FloDR builds its neighbour graph and its distance order on the input exactly as given. Rescaling a column changes both, and with them the layout. Pass the representation in which you want distances to be read.

Single-cell data​

Use the same matrix you would give UMAP, such as the first 50 principal components of normalised, log-transformed and scaled highly variable genes. The single-cell results of the FloDR paper used 50 components, each scaled to unit variance.

An integrated latent from scVI, scPoli or a similar model can be passed as it is. Do not rescale its dimensions first. The model that produced the latent defines its geometry, and standardising the dimensions moves both the neighbour graph and the distance order.

Binary fingerprints​

If the first 1,000 rows contain only zeros and ones, FloDR treats the input as binary and uses Jaccard distances for the graph and the ordinal term. Molecular and reaction fingerprints fall into this case.

Narrow inputs​

Inputs with fewer than 30 columns, such as a 10-dimensional scVI latent, are padded with columns of random noise up to 30. The noise is drawn once per point at fit and gives the flow more room to route the layout through. The neighbour graph and the ordinal term still use the input alone.

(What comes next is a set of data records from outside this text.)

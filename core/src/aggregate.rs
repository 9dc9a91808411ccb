// core/src/aggregate.rs
use ordered_float::OrderedFloat;

use crate::config::{SamplingConfig, MIN_SPAN_S, MS_TO_KMH};
use crate::geo::path_distance_m;
use crate::models::{SampleBase, TrackFix};

/// Aritmetisk snitt. None for tom input.
pub fn mean<I>(xs: I) -> Option<f64>
where
    I: IntoIterator<Item = f64>,
{
    let mut sum = 0.0;
    let mut cnt = 0usize;
    for x in xs {
        sum += x;
        cnt += 1;
    }
    if cnt == 0 { None } else { Some(sum / cnt as f64) }
}

/// Snitt over punktene som faktisk har verdien. Mangler alle => None (ikke 0).
pub fn mean_present<I>(xs: I) -> Option<f64>
where
    I: IntoIterator<Item = Option<f64>>,
{
    mean(xs.into_iter().flatten())
}

/// Snitt av kumulative tellere, skalert til visningsenhet.
pub fn scaled_count_mean<I>(xs: I, scale: f64) -> Option<f64>
where
    I: IntoIterator<Item = Option<f64>>,
{
    mean_present(xs).map(|m| m * scale)
}

/// (min, max) puls; (None, None) hvis ingen punkt har puls.
pub fn heart_rate_range<'a, I>(fixes: I) -> (Option<f64>, Option<f64>)
where
    I: IntoIterator<Item = &'a TrackFix>,
{
    let mut lo: Option<OrderedFloat<f64>> = None;
    let mut hi: Option<OrderedFloat<f64>> = None;
    for hr in fixes.into_iter().filter_map(|f| f.heart_rate).map(OrderedFloat) {
        lo = Some(lo.map_or(hr, |l| l.min(hr)));
        hi = Some(hi.map_or(hr, |h| h.max(hr)));
    }
    (lo.map(|v| v.into_inner()), hi.map(|v| v.into_inner()))
}

/// Momentanfart fra sensor, m/s -> km/t, negativ støy klemmes til 0.
#[inline]
pub fn point_speed_kmh(speed_ms: f64, ceiling_kmh: f64) -> f64 {
    (speed_ms * MS_TO_KMH).max(0.0).min(ceiling_kmh)
}

/// Bøttefart (km/t).
///
/// Ett punkt: sensorens fart. Flere punkt: haversine-avstand over alle
/// påfølgende par delt på tidsspennet (min. MIN_SPAN_S). Begge kappes ved
/// sportens tak, som fanger GPS-hopp inne i bøtta.
///
/// NB: enkeltpunktet kappes også, altså `min(max(v * 3.6, 0), tak)` og ikke
/// bare `max(v * 3.6, 0)`. Bevisst: én-punkt-stien skal gi samme serie som
/// bøttestien, og ingen fart før outlier-dempingen skal ligge over taket.
pub fn bucket_speed_kmh(fixes: &[&TrackFix], ceiling_kmh: f64) -> f64 {
    match fixes {
        [] => 0.0,
        [only] => point_speed_kmh(only.speed, ceiling_kmh),
        [first, .., last] => {
            let dist = path_distance_m(fixes.iter().copied());
            let span = (last.timestamp - first.timestamp).max(MIN_SPAN_S);
            (dist / span * MS_TO_KMH).max(0.0).min(ceiling_kmh)
        }
    }
}

/// Felles felt for én bøtte. Tom bøtte => `SampleBase::default()`.
pub fn summarize_fixes(fixes: &[&TrackFix], cfg: &SamplingConfig) -> SampleBase {
    if fixes.is_empty() {
        return SampleBase::default();
    }

    let (t_min, t_max) = fixes.iter().fold((f64::INFINITY, f64::NEG_INFINITY), |(lo, hi), f| {
        (lo.min(f.timestamp), hi.max(f.timestamp))
    });
    let (hr_min, hr_max) = heart_rate_range(fixes.iter().copied());

    SampleBase {
        timestamp_min: t_min,
        timestamp_max: t_max,
        speed_avg: bucket_speed_kmh(fixes, cfg.speed_ceiling_kmh),
        altitude_avg: mean(fixes.iter().map(|f| f.altitude)).unwrap_or(0.0),
        heart_rate_min: hr_min,
        heart_rate_max: hr_max,
    }
}

#[cfg(test)]
mod tests {
    use super::*;

    #[test]
    fn mean_present_skips_missing() {
        assert_eq!(mean_present([Some(100.0), None, Some(200.0)]), Some(150.0));
        assert_eq!(mean_present([None, None]), None);
    }

    #[test]
    fn negative_sensor_speed_clamps_to_zero() {
        assert_eq!(point_speed_kmh(-1.5, 100.0), 0.0);
        assert!((point_speed_kmh(10.0, 100.0) - 36.0).abs() < 1e-12);
    }

    #[test]
    fn simultaneous_timestamps_do_not_divide_by_zero() {
        let a = TrackFix { timestamp: 5.0, latitude: 59.0, longitude: 10.0, ..Default::default() };
        let b = TrackFix { timestamp: 5.0, latitude: 59.001, longitude: 10.0, ..Default::default() };
        let v = bucket_speed_kmh(&[&a, &b], 100.0);
        assert!(v.is_finite());
        assert_eq!(v, 100.0); // GPS-hopp kappes
    }
}
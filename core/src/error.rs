use thiserror::Error;

/// Feil ved lasting/validering av samplingskonfig.
#[derive(Debug, Error)]
pub enum ConfigError {
    #[error("io error for {path}: {source}")]
    Io {
        path: String,
        #[source]
        source: std::io::Error,
    },
    #[error("invalid config json in {path}: {source}")]
    Json {
        path: String,
        #[source]
        source: serde_json::Error,
    },
    #[error("invalid config value `{field}`: {reason}")]
    Invalid { field: &'static str, reason: String },
    #[error("unknown activity `{0}` (expected `cycling` or `running`)")]
    UnknownActivity(String),
}

/// Feil på JSON-grensesnittet (api / Python-binding).
#[derive(Debug, Error)]
pub enum ApiError {
    #[error("parse error at {path}: {message}")]
    Parse { path: String, message: String },
    #[error("invalid timestamp at points[{index}]: {reason}")]
    Timestamp { index: usize, reason: String },
    #[error(transparent)]
    Config(#[from] ConfigError),
    #[error("failed to serialize output: {0}")]
    Serialize(#[from] serde_json::Error),
}
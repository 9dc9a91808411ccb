// core/src/metrics.rs
use once_cell::sync::Lazy;
use prometheus::{Encoder, IntCounterVec, Opts, Registry, TextEncoder};

use crate::config::ActivityKind;
use crate::sampler::SampleReport;

/// Prometheus-tellere for nedsampling, merket med sport.
///
/// Sendes eksplisitt inn der de skal brukes; motoren selv har ingen global tilstand.
#[derive(Clone)]
pub struct Metrics {
    registry: Registry,
    runs_total: IntCounterVec,
    raw_points_total: IntCounterVec,
    empty_buckets_total: IntCounterVec,
    damped_spikes_total: IntCounterVec,
}

fn counter(registry: &Registry, name: &str, help: &str) -> prometheus::Result<IntCounterVec> {
    let c = IntCounterVec::new(Opts::new(name, help).namespace("pathsample"), &["activity"])?;
    registry.register(Box::new(c.clone()))?;
    Ok(c)
}

impl Metrics {
    pub fn new() -> prometheus::Result<Self> {
        let registry = Registry::new();
        Ok(Self {
            runs_total: counter(&registry, "runs_total", "Downsampling runs")?,
            raw_points_total: counter(&registry, "raw_points_total", "Raw points consumed")?,
            empty_buckets_total: counter(&registry, "empty_buckets_total", "Buckets without raw points")?,
            damped_spikes_total: counter(&registry, "damped_spikes_total", "Speed spikes damped")?,
            registry,
        })
    }

    pub fn registry(&self) -> &Registry {
        &self.registry
    }

    pub fn record(&self, kind: ActivityKind, report: &SampleReport) {
        let label = [kind.as_str()];
        self.runs_total.with_label_values(&label).inc();
        self.raw_points_total.with_label_values(&label).inc_by(report.raw_points as u64);
        self.empty_buckets_total.with_label_values(&label).inc_by(report.empty_buckets as u64);
        self.damped_spikes_total.with_label_values(&label).inc_by(report.damped_spikes as u64);
    }

    pub fn runs(&self, kind: ActivityKind) -> u64 {
        self.runs_total.with_label_values(&[kind.as_str()]).get()
    }

    pub fn damped_spikes(&self, kind: ActivityKind) -> u64 {
        self.damped_spikes_total.with_label_values(&[kind.as_str()]).get()
    }

    /// Prometheus tekstformat.
    pub fn render(&self) -> prometheus::Result<String> {
        let mut buf = Vec::new();
        TextEncoder::new().encode(&self.registry.gather(), &mut buf)?;
        Ok(String::from_utf8_lossy(&buf).into_owned())
    }
}

/// Prosessglobal instans for Python-bindingen.
pub static DEFAULT_METRICS: Lazy<Metrics> =
    Lazy::new(|| Metrics::new().expect("static metric definitions are valid"));
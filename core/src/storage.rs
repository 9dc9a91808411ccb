use std::path::Path;

use log::{info, warn};

use crate::config::{ActivityKind, ConfigOverrides, SamplingConfig};
use crate::error::ConfigError;

/// Leser samplingskonfig fra disk (JSON, delvis tillatt).
/// Manglende felt arver fra sportens preset; finnes ikke filen, returneres presetet.
pub fn load_config(path: &str, kind: ActivityKind) -> Result<SamplingConfig, ConfigError> {
    if !Path::new(path).exists() {
        warn!("fant ikke konfig på {}, bruker standard for {}", path, kind);
        return Ok(kind.default_config());
    }

    let contents = std::fs::read_to_string(path).map_err(|source| ConfigError::Io {
        path: path.to_string(),
        source,
    })?;
    let overrides: ConfigOverrides =
        serde_json::from_str(&contents).map_err(|source| ConfigError::Json {
            path: path.to_string(),
            source,
        })?;

    let cfg = overrides.apply(kind.default_config());
    cfg.validate()?;
    info!(
        "konfig lastet fra {} ({}: k={}, tak={} km/t, gulv={} km/t)",
        path, kind, cfg.max_samples, cfg.speed_ceiling_kmh, cfg.outlier_floor_kmh
    );
    Ok(cfg)
}

/// Lagrer konfig til disk som JSON (pretty-print). Ugyldig konfig skrives ikke.
pub fn save_config(cfg: &SamplingConfig, path: &str) -> Result<(), ConfigError> {
    cfg.validate()?;
    let json = serde_json::to_string_pretty(cfg).map_err(|source| ConfigError::Json {
        path: path.to_string(),
        source,
    })?;
    std::fs::write(path, json).map_err(|source| ConfigError::Io {
        path: path.to_string(),
        source,
    })?;
    info!("konfig lagret til {}", path);
    Ok(())
}
// core/src/activity.rs
use crate::aggregate::{mean_present, scaled_count_mean, summarize_fixes};
use crate::config::{ActivityKind, SamplingConfig};
use crate::models::{
    CyclingPoint, CyclingSample, RunningPoint, RunningSample, SampleBase, TrackFix,
};

/// Sportsspesifikk del av pipelinen: hvilke felt som hentes fra et rådatapunkt
/// og hvordan en bøtte reduseres. Bøtting og outlier-demping er felles.
pub trait Activity {
    type Point;
    type Sample: Clone + Default;

    const KIND: ActivityKind;

    fn fix(point: &Self::Point) -> &TrackFix;
    fn base(sample: &Self::Sample) -> &SampleBase;
    fn base_mut(sample: &mut Self::Sample) -> &mut SampleBase;

    /// Reduserer én bøtte (kan være tom) til ett punkt.
    fn aggregate(bucket: &[Self::Point], cfg: &SamplingConfig) -> Self::Sample;

    fn default_config() -> SamplingConfig {
        Self::KIND.default_config()
    }
}

fn fixes_of<A: Activity>(bucket: &[A::Point]) -> Vec<&TrackFix> {
    bucket.iter().map(A::fix).collect()
}

#[derive(Debug, Clone, Copy, Default)]
pub struct Cycling;

impl Activity for Cycling {
    type Point = CyclingPoint;
    type Sample = CyclingSample;

    const KIND: ActivityKind = ActivityKind::Cycling;

    fn fix(point: &CyclingPoint) -> &TrackFix {
        &point.fix
    }

    fn base(sample: &CyclingSample) -> &SampleBase {
        &sample.base
    }

    fn base_mut(sample: &mut CyclingSample) -> &mut SampleBase {
        &mut sample.base
    }

    fn aggregate(bucket: &[CyclingPoint], cfg: &SamplingConfig) -> CyclingSample {
        if bucket.is_empty() {
            return CyclingSample::default();
        }
        CyclingSample {
            base: summarize_fixes(&fixes_of::<Self>(bucket), cfg),
            power_avg: mean_present(bucket.iter().map(|p| p.power)),
            cadence_avg: mean_present(bucket.iter().map(|p| p.cadence)),
            pedal_count_avg: scaled_count_mean(bucket.iter().map(|p| p.pedal_count), cfg.count_scale),
        }
    }
}

#[derive(Debug, Clone, Copy, Default)]
pub struct Running;

impl Activity for Running {
    type Point = RunningPoint;
    type Sample = RunningSample;

    const KIND: ActivityKind = ActivityKind::Running;

    fn fix(point: &RunningPoint) -> &TrackFix {
        &point.fix
    }

    fn base(sample: &RunningSample) -> &SampleBase {
        &sample.base
    }

    fn base_mut(sample: &mut RunningSample) -> &mut SampleBase {
        &mut sample.base
    }

    fn aggregate(bucket: &[RunningPoint], cfg: &SamplingConfig) -> RunningSample {
        if bucket.is_empty() {
            return RunningSample::default();
        }
        RunningSample {
            base: summarize_fixes(&fixes_of::<Self>(bucket), cfg),
            power_avg: mean_present(bucket.iter().map(|p| p.power)),
            cadence_avg: mean_present(bucket.iter().map(|p| p.cadence)),
            vertical_oscillation_avg: mean_present(bucket.iter().map(|p| p.vertical_oscillation)),
            ground_contact_time_avg: mean_present(bucket.iter().map(|p| p.ground_contact_time)),
            stride_length_avg: mean_present(bucket.iter().map(|p| p.stride_length)),
            step_count_avg: scaled_count_mean(bucket.iter().map(|p| p.step_count), cfg.count_scale),
        }
    }
}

Padding has three visible effects.

  • transform fills the padding of new points with zeros, so a training point passed to transform lands near its position in embedding_, not on it.
  • score_samples is the density of the padded coordinates, with the padding of the evaluated points set to zero.
  • Decoded inputs from inverse_transform and inverse_latent drop the padding and have the input's width.

FloDR(advanced={"pad": 0}) turns padding off.

Wide inputs​

The flow carries one coordinate per input column, so time and memory grow with the width. Reduce inputs with thousands of columns first, for example with PCA.

Missing values​

Rows with missing or infinite values raise a ValueError. Impute or drop them before fitting.